Nilai LOLP biasanya dinyatakan dalam hari per tahun. "Makin kecil nilai LOLP, makin tinggi keandalan sistem. Sebaliknya, makin besar nilai LOLP, makin rendah keandalan sistem, karena hal ini berarti probabilitas sistem tidak dapat melayani beban yang makin besar." Nilai LOLP dapat diperkecil dengan menambah daya terpasang atau menurunkan nilai Forced Outage Rate (FOR) unit pembangkit, karena dua langkah ini dapat memperkecil probabilitas daya tersedia b pada gambar 1 menjadi terlalu rendah sehingga memotong kurva lama beban dengan nilai t yang lebih lama. Penentuan besarnya nilai LOLP dari suatu sistem harus mempertimbangkan besarnya peran penyediaan tenaga listrik pada sistem tersebut atau dengan kata lain berapa besar kerugian yang dialami pemakai energi listrik (konsumen) apabila terjadi interupsi atau gangguan penyediaan pasokan energi listrik. Misalnya dalam sitem yang berupa sebuah PLTD dengan bebeapa unit pembangkit yang memasok tenaga listrik kesebuah pabrik. LOLP dari sistem ini ditentukan dengan mempertimbangkan berapa kerugian yang timbul apabila pabrik mengalami gangguan pasokan tenaga listrik, yang dinyatakan dalam Rupiah per kWh terputus.
11
17
Pada sistem yang besar seperti sistem tenaga listrik yang dikelola oleh PLN, penentuan nilai LOLP ini haruslah mempertimbangkan harga Rupiah per kWh terputus secara nasional. Hal ini disebabkan karena dengan terputusnya pasokan tenaga listrik dari PLN, berarti menimbulkan kerugian nasional. Standar PLN mengenai LOLP adalah 3 hari per tahun untuk sistem interkoneksi Jawa (JAMALI) hari dan 5 hari per tahun untuk sistem di luar Jawa.
11
18
III. KESIMPULAN
Dari penjelasan yang diterangkan diatas, maka dapat disimpulkan beberapa hal, diantaranya : 1. Pembangkit listrik adalah bagian dari alat industri yang dipakai untuk memproduksi dan membangkitkan tenaga listrik dari berbagai sumber tenaga, 2. Berdasarkan atas sumber tenaga penggerak dari mesin generatornya, Pembangkit listrik dibedakan atas 6 macam, yaitu: PLTA (Air), PLTU (Uap), PLTG (Gas), PLTGU (Gas dan Uap), PLTP (panas bumi), dan PLTD (diesel). 3. Bagian utama dari pembangkit listrik adalah generator, yakni mesin berputar yang mengubah energi mekanis menjadi energi listrik dengan menggunakan prinsip medan magnet dan penghantar listrik. Mesin generator ini diaktifkan dengan menggunakan berbagai sumber energi yang sangat bemanfaat dalam suatu pembangkit listrik. 4. Keandalan Sisten Tenaga Listrik terbagi atas 3 faktor : faktor tegangan yang dihasilkan, faktor yang menggambarkan keandalan unit pembangkit (Forced Outage Rate) dan faktor yang menggambarkan berapa besar probabilitas unit-unit pembangkit yang beroperasi tidak mampu melayani beban ( loss of load probability). 5. Tegangan listrik di subsistem pembangkitan berada dalam kisaran 11 s/d 25 kV dan frekuensi sebesar 50Hz. 6. Unit-unit pembangkit bertugas menyediakan daya dalam sistem tenaga listrik, agar beban dapat dilayani, unit pembangkit setiap waktu bisa mengalami gangguan sehingga tidak bisa beroperasi.
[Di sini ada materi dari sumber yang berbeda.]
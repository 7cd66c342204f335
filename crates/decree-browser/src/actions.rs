use crate::error::{BrowserError, Result};

/// Browser actions for automation
///
/// Implementations drive a single page; callers own the session and never
/// issue actions concurrently.
#[async_trait::async_trait]
pub trait BrowserActions: Send + Sync {
    /// Navigate to a URL
    async fn navigate(&self, url: &str) -> Result<()>;

    /// Replace the value of an input field by selector
    async fn fill_field(&self, selector: &str, value: &str) -> Result<()>;

    /// Choose an option of a `<select>` by value and fire its change event
    async fn select_value(&self, selector: &str, value: &str) -> Result<()>;

    /// Click an element by selector
    async fn click(&self, selector: &str) -> Result<()>;

    /// Click the first link under `container` whose trimmed text equals `text`.
    ///
    /// Returns `false` when no such link is rendered.
    async fn click_link_with_text(&self, container: &str, text: &str) -> Result<bool>;

    /// Wait for a selector to appear
    async fn wait_for_selector(&self, selector: &str, timeout_ms: u64) -> Result<()>;

    /// Extract text from an element, `None` when it is not rendered
    async fn extract_text(&self, selector: &str) -> Result<Option<String>>;

    /// Current rendered markup of the page
    async fn content(&self) -> Result<String>;
}

/// Quote a string as a JavaScript literal.
pub(crate) fn js_string(value: &str) -> String {
    serde_json::Value::String(value.to_string()).to_string()
}

/// Script clicking the element matched by `selector`, evaluating to whether it existed.
pub(crate) fn click_script(selector: &str) -> String {
    format!(
        "(() => {{ const el = document.querySelector({}); if (!el) return false; el.click(); return true; }})()",
        js_string(selector)
    )
}

/// Script clicking the first `a` under `container` whose text equals `text`.
pub(crate) fn click_link_script(container: &str, text: &str) -> String {
    format!(
        "(() => {{ const links = document.querySelectorAll({} + ' a'); \
         for (const a of links) {{ if (a.textContent.trim() === {}) {{ a.click(); return true; }} }} \
         return false; }})()",
        js_string(container),
        js_string(text)
    )
}

/// Script setting a select's value and dispatching `change`, evaluating to whether it existed.
pub(crate) fn select_script(selector: &str, value: &str) -> String {
    format!(
        "(() => {{ const el = document.querySelector({}); if (!el) return false; \
         el.value = {}; el.dispatchEvent(new Event('change', {{ bubbles: true }})); return true; }})()",
        js_string(selector),
        js_string(value)
    )
}

/// Script clearing an input's value, evaluating to whether it existed.
pub(crate) fn clear_script(selector: &str) -> String {
    format!(
        "(() => {{ const el = document.querySelector({}); if (!el) return false; el.value = ''; return true; }})()",
        js_string(selector)
    )
}

/// Parse a navigation target, rejecting URLs without a host.
pub(crate) fn parse_target(url: &str) -> Result<url::Url> {
    let parsed =
        url::Url::parse(url).map_err(|e| BrowserError::NavigationError(format!("{url}: {e}")))?;
    if parsed.host_str().is_none() {
        return Err(BrowserError::NavigationError(format!("{url}: no host")));
    }
    Ok(parsed)
}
Jika gangguan ini terjadi pada saat yang bersamaan atas beberapa unit pembangkit yang besar, maka ada kemungkinan bahwa daya tersedia dalam sistem berkurang sedemikian besarnya sehingga tidak cukup untuk melayani beban. Dalam hal yang demikian terpaksa dilakukan pelepasan beban, atau terpaksa sistem kehilangan beban, terjadi pemadaman dalam sistem. 7. Kemungkinan kehilangan beban ini merupakan risiko yang dihadapi dalam mengoperasikan sistem tenaga listrik dan perlu diformulasikan. LOLP ( loss of load probability) merupakan risiko yang dihadapi dalam operasi,. LOLP biasa dinyatakan dalam hari pertahun. LOLP ini diperlukan dalam perencanaan operasi misalnya untuk menyusun jadwal pemeliharaan unit-unit pembangkit dengan risk level tertentu.